Last week I decided to call a last-minute audible and get in on the “Zack Snyder’s Justice League” zeitgeist, but I wanted to share some belated reactions to the Oscar nominations from a film year like no other (and let you know where you can watch some of the most-nominated films).
For years now, streaming services like Netflix and Amazon Prime have been lobbying hard (and I mean hard) for critics and nominating boards to consider their original films alongside traditional theatrical studio releases. Obviously, 2020 was their time to shine.
Many studios shuffled their theatrical releases, in some cases withholding some future Oscar bait, and other times shifting strategies to take advantage of a captive at-home audience and a massive competition for streaming dollars. Because of that, this year’s nominees are unsurprisingly dominated with movies that debuted at home, which allowed for a slate of nominees consisting of smaller, more intimate films.
The Academy is gonna Academy, so there were some baffling choices as there are every year, but there’s not as much to complain about this time around.
One of the more controversial decisions was placing LaKeith Stanfield in the Best Supporting Actor category, where he’s nominated with his “Judas and the Black Messiah” co-star Daniel Kaluuya. The studio was lobbying for Stanfield in the Best Actor category, but ultimately Academy voters can place their nominations in the category of their choosing. I’d argue they got this one wrong, but the co-lead nature of the movie leaves it open for interpretation.
Spike Lee’s “Da 5 Bloods” was largely snubbed, and though the film may have been too tonally uneven for Best Picture or Best Director, Delroy Lindo’s performance was one of the most overlooked in the acting categories. Thomas Vinterberg’s Best Director nomination for “Another Round” was another surprise.
And as Hollywood is slowly starting to address its longstanding issues with representation, a record nine actors of color received acting nods, including Steven Yeun as the first Asian-American actor to be nominated for Best Actor.
This is also the first time that two women were nominated in the directing category, Chloé Zhao (“Nomadland”) and Emerald Fennell (“Promising Young Woman”). Two whole women! And that’s a record. Wrap your head around that, Hollywood, and think about who you’re putting behind the camera.
Typically these nominations lead to increased box-office numbers, but this year remains one with a lot of competition for your home viewing time, as evidenced by the fact that none of Netflix’s nominees cracked their Top 10 viewing list in the week after the nominations.

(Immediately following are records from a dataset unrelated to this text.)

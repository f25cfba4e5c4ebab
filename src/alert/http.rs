//! HTTP delivery of alerts to an incident.io alert source webhook.

use std::time::Duration;

use async_trait::async_trait;
use reqwest::Url;

use crate::alert::{AlertPayload, AlertSink};
use crate::config::{ApiToken, Config};
use crate::error::AlertError;

/// Posts alert payloads as JSON with a bearer token.
pub struct HttpAlertSink {
    client: reqwest::Client,
    webhook_url: Url,
    api_token: ApiToken,
}

impl HttpAlertSink {
    /// Creates a sink from the startup configuration.
    ///
    /// # Errors
    ///
    /// Returns an error if the HTTP client cannot be built.
    pub fn new(config: &Config) -> Result<Self, AlertError> {
        let client = reqwest::Client::builder()
            .timeout(Duration::from_secs(config.sink.timeout_secs))
            .user_agent(concat!(env!("CARGO_PKG_NAME"), "/", env!("CARGO_PKG_VERSION")))
            .build()
            .map_err(AlertError::Client)?;

        Ok(Self {
            client,
            webhook_url: config.webhook_url.clone(),
            api_token: config.api_token.clone(),
        })
    }
}

#[async_trait]
impl AlertSink for HttpAlertSink {
    async fn send(&self, payload: &AlertPayload) -> Result<(), AlertError> {
        tracing::debug!(
            deduplication_key = %payload.deduplication_key,
            status = %payload.status,
            "Posting alert to webhook"
        );

        let response = self
            .client
            .post(self.webhook_url.clone())
            .bearer_auth(self.api_token.expose())
            .json(payload)
            .send()
            .await
            .map_err(AlertError::Request)?;

        let status = response.status();
        if !status.is_success() {
            let body = response.text().await.unwrap_or_default();
            tracing::warn!(status = status.as_u16(), body = %body, "Webhook rejected alert");
            return Err(AlertError::UnexpectedStatus {
                status: status.as_u16(),
            });
        }

        Ok(())
    }
}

Here are the most-nominated films and where you can see them now, along with links to Alive‘s previous reviews.
The 10 nominations “Mank” received are an unsurprising reflection of the Academy’s love for movies about moviemaking and the fact that the film was more of a technical achievement than a deeply engaging film.
Hulu swung big for the home rights to Zhao’s masterpiece, and being able to watch Frances McDormand’s performance at home should be a must.
“The Trial of the Chicago 7” (Netflix)
The male-dominated ensemble works from an Aaron Sorkin script (he also directed but was not nominated) in a historical movie that feels relevant to our current moment.
“Minari” (Theaters and VOD rental)
Lee Isaac Chung’s semi-autobiographical tale of a Korean family starting a farm in 1980s Arkansas is playing in theaters and available for rental, and it’s well worth seeing before Oscar night.
“Judas and the Black Messiah” (Theaters only)
This one was technically a 2021 release (and will remain one of the very best pictures of this year), but it benefited from the extended eligibility rules the Academy amended this year. The film’s 30-day window on HBO Max has expired, but I wouldn’t be surprised if it’s available as a rental soon.
“Promising Young Woman” (Theaters and VOD rental/purchase)
Still in theaters after its Christmas Day theatrical release, this one was available for VOD rental but can now be purchased, as well. Given how much I enjoyed it on subsequent viewings, it’s worth the price.
“The Father” (Theaters and Prime VOD rental)
This film about a family coping with dementia landed Anthony Hopkins his sixth acting nomination.
“The Sound of Metal” (Prime)
Amazon’s most-nominated film has been an exclusive on their Prime platform and is truly a must-see.